Elsewhere on the base, space war theorists contemplate the new doctrines, tactics and equipment that the domain requires, now that it has been reimagined as potentially hostile. The Air Force is rethinking the kinds of satellites it needs. Some planners favor a move toward a larger number of smaller, cheaper, quicker-to-build satellites that can share duties, so that if one is lost, the others can carry on the mission. And more satellites are being put into orbit whose sole job is to watch what satellites from rival nations are doing. “You complicate that targeting scenario for an adversary,” says Col. Mike Manor, director of the Commander’s Action Group for the new U.S. Space Command. “All these things have been done for hundreds of years on land, in the maritime domain and air. This is relatively new to us just because it’s a new domain of space that now we transition from peaceful to warfighting.”

The Air Force won’t discuss “counterspace” weapons the United States may be developing, if any. However, the security-focused publication Defense One reported earlier this year that Pentagon officials have sought funding for research into space-based laser technology that could be used to defend against missiles. And the Secure World Foundation published a lengthy report in April assessing counterspace capabilities of China, Russia and the United States. It said America’s ability to maneuver satellites for defensive or maintenance purposes could be turned to offensive uses, and it also said the United States has ground-based means to electronically jam satellite signals.

The ultimate goal is to deter a war in space. In the Pentagon’s view, space must be considered a warfighting domain precisely to keep it peaceful. “We think the best way to avoid conflict from extending into space is not only to be able to compete in that conflict but to win that conflict,” Manor explains. “To leave no doubt in an adversary’s or potential adversary’s mind that we will triumph.”

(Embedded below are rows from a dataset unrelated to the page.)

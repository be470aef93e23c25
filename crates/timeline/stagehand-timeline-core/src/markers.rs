//! Authored marker records. Immutable once loaded.

use serde::{Deserialize, Serialize};

use crate::ids::TargetId;

#[derive(Copy, Clone, Debug, PartialEq, Eq, Hash, Serialize, Deserialize)]
pub enum PathCommand {
    Pause,
    Resume,
    Stop,
    Unstop,
    SetSpeedMultiplier,
    /// Teleport; ignores pause and stop.
    WarpToT,
    /// Set `t`, respecting pause and stop.
    SetT,
    /// Hot-swap to an indexed path.
    NewSpline,
}

fn default_value() -> f32 {
    1.0
}

fn default_true() -> bool {
    true
}

#[derive(Clone, Debug, PartialEq, Serialize, Deserialize)]
pub struct PathCommandMarker {
    pub time: f32,
    pub command: PathCommand,
    /// Payload: multiplier, `t`, or start `t` for `NewSpline`.
    #[serde(default = "default_value")]
    pub value: f32,
    /// Index into the receiver's ordered paths (`NewSpline`).
    #[serde(default)]
    pub path_index: usize,
    /// Clip library key for Pause/Resume/Stop.
    #[serde(default)]
    pub clip: Option<String>,
    #[serde(default = "default_true")]
    pub return_to_base: bool,
    /// Resume only: stop the active injection.
    #[serde(default)]
    pub stop_injection: bool,
}

impl PathCommandMarker {
    pub fn new(time: f32, command: PathCommand) -> Self {
        Self {
            time,
            command,
            value: default_value(),
            path_index: 0,
            clip: None,
            return_to_base: true,
            stop_injection: false,
        }
    }

    pub fn value(mut self, value: f32) -> Self {
        self.value = value;
        self
    }

    pub fn path_index(mut self, index: usize) -> Self {
        self.path_index = index;
        self
    }

    pub fn clip(mut self, key: impl Into<String>) -> Self {
        self.clip = Some(key.into());
        self
    }

    pub fn return_to_base(mut self, return_to_base: bool) -> Self {
        self.return_to_base = return_to_base;
        self
    }

    pub fn stop_injection(mut self, stop: bool) -> Self {
        self.stop_injection = stop;
        self
    }
}

#[derive(Copy, Clone, Debug, PartialEq, Eq, Hash, Serialize, Deserialize)]
pub enum ActivationCommand {
    Activate,
    Deactivate,
}

impl ActivationCommand {
    #[inline]
    pub fn active(self) -> bool {
        matches!(self, ActivationCommand::Activate)
    }
}

#[derive(Clone, Debug, PartialEq, Serialize, Deserialize)]
pub struct ActivationMarker {
    pub time: f32,
    pub command: ActivationCommand,
    /// Target the track's binding; falls back to `override_target` when unbound.
    #[serde(default = "default_true")]
    pub use_track_binding: bool,
    #[serde(default)]
    pub override_target: Option<TargetId>,
    /// Remember the state this marker set on the receiver.
    #[serde(default = "default_true")]
    pub sticky: bool,
    /// Apply while scrubbing/evaluating, not only while playing.
    #[serde(default = "default_true")]
    pub apply_during_scrub: bool,
}

impl ActivationMarker {
    pub fn new(time: f32, command: ActivationCommand) -> Self {
        Self {
            time,
            command,
            use_track_binding: true,
            override_target: None,
            sticky: true,
            apply_during_scrub: true,
        }
    }

    pub fn activate(time: f32) -> Self {
        Self::new(time, ActivationCommand::Activate)
    }

    pub fn deactivate(time: f32) -> Self {
        Self::new(time, ActivationCommand::Deactivate)
    }

    /// Target `target` explicitly instead of the track binding.
    pub fn targeting(mut self, target: TargetId) -> Self {
        self.use_track_binding = false;
        self.override_target = Some(target);
        self
    }

    pub fn fallback(mut self, target: TargetId) -> Self {
        self.override_target = Some(target);
        self
    }

    pub fn sticky(mut self, sticky: bool) -> Self {
        self.sticky = sticky;
        self
    }

    pub fn apply_during_scrub(mut self, apply: bool) -> Self {
        self.apply_during_scrub = apply;
        self
    }
}
//! Path collaborator trait and a polyline implementation.
//!
//! A path answers "where am I at `t`" in its own local space. Its transform maps
//! positions and tangents to world space. Hosts with real spline assets implement
//! [`Path`] over them; [`PolylinePath`] covers tests and simple authored routes.

use std::fmt;
use std::sync::Arc;

use nalgebra::{Point3, Similarity3, Vector3};
use serde::{Deserialize, Serialize};

/// Local-space sample of a path at a normalized parameter.
#[derive(Clone, Copy, Debug, PartialEq)]
pub struct PathSample {
    pub position: Point3<f32>,
    /// Direction of travel. Not necessarily unit length.
    pub tangent: Vector3<f32>,
}

pub trait Path: fmt::Debug + Send + Sync {
    /// Sample at `t ∈ [0,1]`. `None` when the path has no points.
    fn evaluate(&self, t: f32) -> Option<PathSample>;

    /// Local-to-world transform of the path.
    fn transform(&self) -> Similarity3<f32>;
}

pub type PathRef = Arc<dyn Path>;

fn identity_transform() -> Similarity3<f32> {
    Similarity3::identity()
}

/// Serialized form: points and transform only, the length table is derived.
#[derive(Clone, Serialize, Deserialize)]
struct PolylineData {
    points: Vec<Point3<f32>>,
    #[serde(default = "identity_transform")]
    transform: Similarity3<f32>,
}

/// Piecewise-linear path parameterized by arc length.
#[derive(Clone, Debug, PartialEq, Serialize, Deserialize)]
#[serde(from = "PolylineData", into = "PolylineData")]
pub struct PolylinePath {
    points: Vec<Point3<f32>>,
    pub transform: Similarity3<f32>,
    /// Arc length at each point; always as long as `points`.
    cumulative: Vec<f32>,
}

impl From<PolylineData> for PolylinePath {
    fn from(data: PolylineData) -> Self {
        Self::new(data.points).with_transform(data.transform)
    }
}

impl From<PolylinePath> for PolylineData {
    fn from(path: PolylinePath) -> Self {
        Self {
            points: path.points,
            transform: path.transform,
        }
    }
}

impl PolylinePath {
    pub fn new(points: Vec<Point3<f32>>) -> Self {
        let mut path = Self {
            points,
            transform: Similarity3::identity(),
            cumulative: Vec::new(),
        };
        path.rebuild_lengths();
        path
    }

    pub fn points(&self) -> &[Point3<f32>] {
        &self.points
    }

    /// Replace the points and recompute arc lengths.
    pub fn set_points(&mut self, points: Vec<Point3<f32>>) {
        self.points = points;
        self.rebuild_lengths();
    }

    pub fn with_transform(mut self, transform: Similarity3<f32>) -> Self {
        self.transform = transform;
        self
    }

    pub fn into_ref(self) -> PathRef {
        Arc::new(self)
    }

    fn rebuild_lengths(&mut self) {
        self.cumulative.clear();
        let mut total = 0.0;
        for (i, p) in self.points.iter().enumerate() {
            if i > 0 {
                total += (p - self.points[i - 1]).norm();
            }
            self.cumulative.push(total);
        }
    }

    /// Total arc length in local units.
    pub fn length(&self) -> f32 {
        self.cumulative.last().copied().unwrap_or(0.0)
    }
}

impl Path for PolylinePath {
    fn evaluate(&self, t: f32) -> Option<PathSample> {
        let first = *self.points.first()?;
        let total = self.length();
        if self.points.len() < 2 || total <= 0.0 {
            return Some(PathSample {
                position: first,
                tangent: Vector3::zeros(),
            });
        }

        let target = t.clamp(0.0, 1.0) * total;
        // First segment whose end reaches the target distance.
        let seg = self
            .cumulative
            .iter()
            .skip(1)
            .position(|d| *d >= target)
            .unwrap_or(self.points.len() - 2);
        let (a, b) = (self.points[seg], self.points[seg + 1]);
        let (da, db) = (self.cumulative[seg], self.cumulative[seg + 1]);
        let span = db - da;
        let u = if span > 0.0 { (target - da) / span } else { 0.0 };
        Some(PathSample {
            position: a + (b - a) * u,
            tangent: b - a,
        })
    }

    fn transform(&self) -> Similarity3<f32> {
        self.transform
    }
}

The greatest deterrence to a space war may be space junk. When China shot down its weather satellite in 2007, the explosion created 3,400 pieces of debris that will remain in orbit for decades. At the time, that single event increased the number of pieces of space junk by about 30 percent, according to NASA. The problem is so serious that NASA publishes “Orbital Debris Quarterly News” to report on the latest accidental collisions and disintegrations. The Air Force tracks about 25,000 objects orbiting the Earth, and only about 2,100 are operational satellites. The rest are bits and pieces down to the size of a softball. By some estimates, as many as 500,000 smaller scraps are also hurtling around the Earth up to 17,500 mph. At that speed even a paint chip can do damage. A shooting war in space would clutter the zone with bits of satellites, making further operations difficult or impossible. Everyone loses.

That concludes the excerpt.